You may have seen some articles doing the rounds about the 13 key API metrics that teams should track. But going back to the challenge we have with how we describe API consumers, the needs of the ‘team’ in this context are vague. The API metrics performance section lists uptime (or does it?), CPU usage, and Memory usage.
Then they talk about adoption and use metrics – which are important. But why the narrow technical view of API performance? Why ignore the fact that as an API Dependent (a consumer, a solution business owner, a customer success provider, sourcing, and MANY others), if your API performs badly or doesn’t work the way engineering says, you don’t stand a chance with the other metrics?
Some of the API metrics items are spot on – you need to know about adoption, use rates, time to first Hello World (in the real world if you please, and not in the Postman client in the dev environment). But API performance is more than about uptime and uptime and availability is more complex a function than just the rate of which you see failures.
1. API Metrics: Pass Rate
Pass rate is one of the crudest API metrics we have in our toolbox. It’s valued because of things like the dreaded 5 9 API uptime metrics of old (99.999% availability). There’s a handy chart of what that means here, and we use it as one of our API performance metrics.
Basically put, a 99.x% pass rate means you’re down for over 3 days a year, versus 5 minutes with 99.999%
BUT! That’s why we invented CASC scoring. Because you want to know how often something breaks – but you also need to verify that you’re measuring failures in the right way.
APIs can fail – but look like they’re working!
2. API Metrics: Latency
API latency is the “how long is a piece of string” of measurement. You should be measuring and worrying about latency. If your engineering department can’t answer your latency questions, then come to us immediately.
Or if you’re on https://api.expert, you can check for yourself.

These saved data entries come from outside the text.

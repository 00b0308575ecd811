//! Example finders implemented in each backend's own vocabulary.

use super::{date_value, BET_DATE, BET_ID, BET_MAPPING, BET_TABLE, BET_TEAM1, BET_TEAM2};
use crate::dao::context::{ContextDao, Criteria};
use crate::dao::managed::ManagedDao;
use crate::dao::mapper::{statement_id, MapperDao, ParamMap};
use crate::dao::session::SessionDao;
use crate::dao::template::TemplateDao;
use crate::dao::DaoResult;
use crate::model::bet::Bet;
use chrono::NaiveDateTime;
use rusqlite::types::Value;

const BY_TEAMS_AND_DATE_QUERY: &str =
    "from Bet b where b.team1 = ? and b.team2 = ? and b.bet_date = ?";
const BY_TEAMS_QUERY: &str = "from Bet b where b.team1 = ? and b.team2 = ?";

/// Bet lookups by match.
pub trait BetFinder {
    /// Returns the single bet on `team1` vs `team2` at `date`.
    ///
    /// # Errors
    /// - `DataAccess(NonUniqueResult)` when several bets match.
    fn find_bet_by_teams_and_date(
        &self,
        team1: &str,
        team2: &str,
        date: NaiveDateTime,
    ) -> DaoResult<Option<Bet>>;

    /// Returns every bet on `team1` vs `team2`, oldest id first.
    fn find_bet_by_teams(&self, team1: &str, team2: &str) -> DaoResult<Vec<Bet>>;
}

fn teams(team1: &str, team2: &str) -> Vec<Value> {
    vec![Value::Text(team1.to_string()), Value::Text(team2.to_string())]
}

fn teams_and_date(team1: &str, team2: &str, date: NaiveDateTime) -> Vec<Value> {
    let mut values = teams(team1, team2);
    values.push(date_value(date));
    values
}

impl BetFinder for SessionDao<'_, Bet> {
    fn find_bet_by_teams_and_date(
        &self,
        team1: &str,
        team2: &str,
        date: NaiveDateTime,
    ) -> DaoResult<Option<Bet>> {
        self.execute_single_result(BY_TEAMS_AND_DATE_QUERY, teams_and_date(team1, team2, date))
    }

    fn find_bet_by_teams(&self, team1: &str, team2: &str) -> DaoResult<Vec<Bet>> {
        self.execute_result_list(BY_TEAMS_QUERY, teams(team1, team2))
    }
}

impl BetFinder for ContextDao<'_, Bet> {
    fn find_bet_by_teams_and_date(
        &self,
        team1: &str,
        team2: &str,
        date: NaiveDateTime,
    ) -> DaoResult<Option<Bet>> {
        let criteria = Criteria::new()
            .eq(BET_TEAM1, team1.to_string())
            .eq(BET_TEAM2, team2.to_string())
            .eq(BET_DATE, date_value(date));
        self.execute_single_result(&criteria)
    }

    fn find_bet_by_teams(&self, team1: &str, team2: &str) -> DaoResult<Vec<Bet>> {
        let criteria = Criteria::new()
            .eq(BET_TEAM1, team1.to_string())
            .eq(BET_TEAM2, team2.to_string());
        self.execute_result_list(&criteria)
    }
}

impl BetFinder for MapperDao<'_, Bet> {
    fn find_bet_by_teams_and_date(
        &self,
        team1: &str,
        team2: &str,
        date: NaiveDateTime,
    ) -> DaoResult<Option<Bet>> {
        let params: ParamMap = [BET_TEAM1, BET_TEAM2, BET_DATE]
            .into_iter()
            .map(str::to_string)
            .zip(teams_and_date(team1, team2, date))
            .collect();
        self.execute_single_result(&statement_id("selectOne", BET_MAPPING.entity), &params)
    }

    fn find_bet_by_teams(&self, team1: &str, team2: &str) -> DaoResult<Vec<Bet>> {
        let params: ParamMap = [BET_TEAM1, BET_TEAM2]
            .into_iter()
            .map(str::to_string)
            .zip(teams(team1, team2))
            .collect();
        self.execute_result_list(&statement_id("selectList", BET_MAPPING.entity), &params)
    }
}

impl BetFinder for TemplateDao<'_, Bet> {
    fn find_bet_by_teams_and_date(
        &self,
        team1: &str,
        team2: &str,
        date: NaiveDateTime,
    ) -> DaoResult<Option<Bet>> {
        let sql = format!(
            "SELECT * FROM {BET_TABLE} WHERE {BET_TEAM1} = ?1 AND {BET_TEAM2} = ?2 AND {BET_DATE} = ?3"
        );
        self.execute_single_result(&sql, &teams_and_date(team1, team2, date))
    }

    fn find_bet_by_teams(&self, team1: &str, team2: &str) -> DaoResult<Vec<Bet>> {
        let sql = format!(
            "SELECT * FROM {BET_TABLE} WHERE {BET_TEAM1} = ?1 AND {BET_TEAM2} = ?2 ORDER BY {BET_ID}"
        );
        self.execute_result_list(&sql, &teams(team1, team2))
    }
}

impl BetFinder for ManagedDao<'_, Bet> {
    fn find_bet_by_teams_and_date(
        &self,
        team1: &str,
        team2: &str,
        date: NaiveDateTime,
    ) -> DaoResult<Option<Bet>> {
        self.execute_single_result(BY_TEAMS_AND_DATE_QUERY, teams_and_date(team1, team2, date))
    }

    fn find_bet_by_teams(&self, team1: &str, team2: &str) -> DaoResult<Vec<Bet>> {
        self.execute_result_list(BY_TEAMS_QUERY, teams(team1, team2))
    }
}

- Regional, national, and cloud performance – do you have a problem with a specific cloud? It’s no use only being fastest on the IBM cloud when most of the world is on AWS. Likewise, being perfect in the AWS East US region, but nearly unusable on Azure or a region where most of your users are, is a problem.
- Network problems – for example, is the DNS lookup system your engineering group is using working well? If you can’t see, on-demand, the DNS resolution times from every potential area on every cloud, speak to us about upgrading your API metrics monitoring.
3. API Metrics: Consistency
Is your response consistent? Do you know your percentiles?
Looking at averages often tells you what you want to hear. “Our average is only half a second from anywhere on earth!”
But what if your 95th percentile – the worst 5% of calls – takes longer? Maybe something like 11 seconds! If you have a million calls a day, that’s 50,000 calls – or nearly a WEEK of lost time by users a day.
You do the math.
4. API Metrics: Availability (a systems approach)
Overall, APIs mostly work. But what if the API with problems handles the authentication? In a complex secure framework, this can be critical – if you can’t get or refresh tokens you may as well be down everywhere.
Let’s say you have users authenticate to a bank or healthcare provider through your service, but your secure authentication is failing all or some of the time. You can end up with 100% passing rates on most of your API metrics, and only a small problem showing in your authentication.
We struggle with showing this ourselves, but API metrics for availability should be looked at from a system approach and NOT an API approach.
Monitor the system and understand that if a piece of the critical path is down, everything is down.
5. API Metrics: Quality
There is a sense in the industry that APIs exist as quanta – essentially, little units of on-or-off. They’re not. They’re complex and fuzzy.
You can have an API passing but not returning what you want. An API can be passing but returning an incorrect schema. You can have security failing unsafe or too safe.
Do you have a general sense of the quality of what you offer?
6. API Metrics: Where do you rank?
If you have that general sense, do you know where you rank against providers of similar services? Do you understand why some services have a better reputation than others?
Check out api.expert to see where the industry ranks are, and then compare your performance.
7. Can you make an SLA out of your API metrics data?
Service Level Agreements (SLAs) for APIs are hard to set and hard to measure. But that doesn’t mean that you shouldn’t.
Ensure you have tools measuring systems from the point of view of your end-users and relate that to the points made here. Decide what should and shouldn’t be in your SLA, define the measurement criteria, and be transparent.
All the technical and business API metrics in the world can’t help you if you don’t know how well your services are doing or where the problems and bottlenecks are. Monitoring your system like your users and, for want of a better word, engage in negative monitoring.
Don’t monitor to verify what you’d like to know – monitor to catch the things you’d rather you didn’t.
Measure. Measure not what is easy but what is hard when it comes to your API metrics. Measure from the point of view of your users and consumers and come to terms with the fact that the needs of the API Dependents should not be disregarded over the desires of engineering to measure what they have tools for.
By all means continue to measure at the source, look at your traffic and the data flowing through your servers. But don’t miss out on trying to understand what the world looks like to your users!
The tools and technology exist to make this easy; use them!